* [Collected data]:

________________________

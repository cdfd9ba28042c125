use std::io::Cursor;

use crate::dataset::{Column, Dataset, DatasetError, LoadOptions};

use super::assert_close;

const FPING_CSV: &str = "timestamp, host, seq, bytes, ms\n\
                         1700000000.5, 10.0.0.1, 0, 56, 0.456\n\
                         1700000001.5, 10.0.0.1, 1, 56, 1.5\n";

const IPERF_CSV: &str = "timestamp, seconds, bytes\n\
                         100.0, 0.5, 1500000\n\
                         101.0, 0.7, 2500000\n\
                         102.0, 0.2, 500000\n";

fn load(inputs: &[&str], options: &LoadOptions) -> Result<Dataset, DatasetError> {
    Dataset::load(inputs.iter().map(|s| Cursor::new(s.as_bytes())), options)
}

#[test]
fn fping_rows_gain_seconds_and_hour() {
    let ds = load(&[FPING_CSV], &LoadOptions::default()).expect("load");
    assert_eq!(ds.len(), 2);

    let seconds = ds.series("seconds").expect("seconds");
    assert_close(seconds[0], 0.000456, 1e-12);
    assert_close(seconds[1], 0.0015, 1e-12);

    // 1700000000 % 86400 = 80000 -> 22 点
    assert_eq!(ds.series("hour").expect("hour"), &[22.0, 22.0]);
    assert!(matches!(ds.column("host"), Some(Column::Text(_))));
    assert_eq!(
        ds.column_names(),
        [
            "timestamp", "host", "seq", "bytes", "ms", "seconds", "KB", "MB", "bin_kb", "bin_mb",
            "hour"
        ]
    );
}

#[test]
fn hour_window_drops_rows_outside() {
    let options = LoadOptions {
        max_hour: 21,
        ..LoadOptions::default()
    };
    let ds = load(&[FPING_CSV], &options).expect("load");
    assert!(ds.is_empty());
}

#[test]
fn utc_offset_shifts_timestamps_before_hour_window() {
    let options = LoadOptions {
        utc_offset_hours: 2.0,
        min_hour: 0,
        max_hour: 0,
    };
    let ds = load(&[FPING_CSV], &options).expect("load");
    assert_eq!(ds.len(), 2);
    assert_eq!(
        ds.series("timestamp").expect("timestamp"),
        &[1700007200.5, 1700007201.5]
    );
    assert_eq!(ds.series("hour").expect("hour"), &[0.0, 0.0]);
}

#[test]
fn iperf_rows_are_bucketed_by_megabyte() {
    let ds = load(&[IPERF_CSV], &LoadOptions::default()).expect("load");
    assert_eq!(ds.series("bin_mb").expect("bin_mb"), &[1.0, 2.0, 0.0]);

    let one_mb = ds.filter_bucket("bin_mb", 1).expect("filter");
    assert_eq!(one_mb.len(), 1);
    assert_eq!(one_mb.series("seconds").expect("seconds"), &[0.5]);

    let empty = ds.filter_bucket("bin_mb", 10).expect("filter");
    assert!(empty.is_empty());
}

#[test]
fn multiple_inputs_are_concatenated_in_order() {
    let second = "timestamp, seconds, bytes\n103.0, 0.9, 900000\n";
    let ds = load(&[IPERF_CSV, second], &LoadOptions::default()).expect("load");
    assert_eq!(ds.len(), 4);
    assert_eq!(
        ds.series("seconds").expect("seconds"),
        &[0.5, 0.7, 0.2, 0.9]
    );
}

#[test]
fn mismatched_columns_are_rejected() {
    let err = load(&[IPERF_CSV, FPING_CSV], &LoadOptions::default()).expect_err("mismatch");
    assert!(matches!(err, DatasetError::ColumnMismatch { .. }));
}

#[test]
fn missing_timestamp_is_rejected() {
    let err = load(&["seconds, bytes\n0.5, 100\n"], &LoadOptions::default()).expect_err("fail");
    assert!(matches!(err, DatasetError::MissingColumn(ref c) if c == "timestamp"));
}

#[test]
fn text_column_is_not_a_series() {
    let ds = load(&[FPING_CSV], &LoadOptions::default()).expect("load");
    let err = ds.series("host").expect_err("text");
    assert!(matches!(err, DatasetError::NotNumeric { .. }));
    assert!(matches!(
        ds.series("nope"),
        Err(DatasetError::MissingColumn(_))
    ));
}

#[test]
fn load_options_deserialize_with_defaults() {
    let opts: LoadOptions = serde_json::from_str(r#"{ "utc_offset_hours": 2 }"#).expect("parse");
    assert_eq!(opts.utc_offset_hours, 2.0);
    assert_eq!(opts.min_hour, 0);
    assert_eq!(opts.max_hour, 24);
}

________________________

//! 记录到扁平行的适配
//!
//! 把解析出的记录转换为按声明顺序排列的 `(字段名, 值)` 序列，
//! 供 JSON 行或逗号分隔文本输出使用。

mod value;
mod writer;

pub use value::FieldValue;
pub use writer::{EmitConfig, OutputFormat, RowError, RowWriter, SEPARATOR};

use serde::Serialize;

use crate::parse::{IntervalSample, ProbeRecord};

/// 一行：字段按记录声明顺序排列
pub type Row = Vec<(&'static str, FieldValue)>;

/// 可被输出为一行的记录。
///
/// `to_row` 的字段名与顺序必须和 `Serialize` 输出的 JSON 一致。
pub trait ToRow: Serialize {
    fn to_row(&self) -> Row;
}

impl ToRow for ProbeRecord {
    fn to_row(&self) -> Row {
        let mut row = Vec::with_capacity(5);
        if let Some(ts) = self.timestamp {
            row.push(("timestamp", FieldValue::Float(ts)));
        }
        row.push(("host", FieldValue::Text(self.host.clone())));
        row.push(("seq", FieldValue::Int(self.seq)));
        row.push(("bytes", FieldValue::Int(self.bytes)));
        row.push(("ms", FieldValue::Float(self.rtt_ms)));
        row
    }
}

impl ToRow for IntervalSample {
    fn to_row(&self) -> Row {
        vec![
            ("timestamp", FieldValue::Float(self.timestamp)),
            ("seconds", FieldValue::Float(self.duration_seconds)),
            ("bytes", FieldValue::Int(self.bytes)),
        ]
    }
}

________________________

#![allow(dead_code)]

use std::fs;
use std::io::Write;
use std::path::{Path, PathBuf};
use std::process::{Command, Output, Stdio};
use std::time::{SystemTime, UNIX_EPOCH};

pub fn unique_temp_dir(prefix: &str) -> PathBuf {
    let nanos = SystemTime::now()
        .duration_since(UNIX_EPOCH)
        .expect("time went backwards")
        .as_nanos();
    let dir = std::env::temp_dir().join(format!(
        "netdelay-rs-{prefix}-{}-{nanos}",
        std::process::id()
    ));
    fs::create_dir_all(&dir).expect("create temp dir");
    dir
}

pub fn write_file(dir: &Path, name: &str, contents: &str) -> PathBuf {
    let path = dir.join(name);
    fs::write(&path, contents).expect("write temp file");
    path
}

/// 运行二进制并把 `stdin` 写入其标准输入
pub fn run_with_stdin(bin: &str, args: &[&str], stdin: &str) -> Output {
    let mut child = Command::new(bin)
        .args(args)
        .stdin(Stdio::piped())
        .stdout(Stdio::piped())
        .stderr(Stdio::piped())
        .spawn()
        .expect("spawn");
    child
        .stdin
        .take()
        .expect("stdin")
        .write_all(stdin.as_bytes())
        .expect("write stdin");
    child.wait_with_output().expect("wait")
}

________________________

* [What you will do]:
Wherever a line of the entries holds the string "piped", copy that line.

* [Your response]:
        .stdin(Stdio::piped())
        .stdout(Stdio::piped())
        .stderr(Stdio::piped())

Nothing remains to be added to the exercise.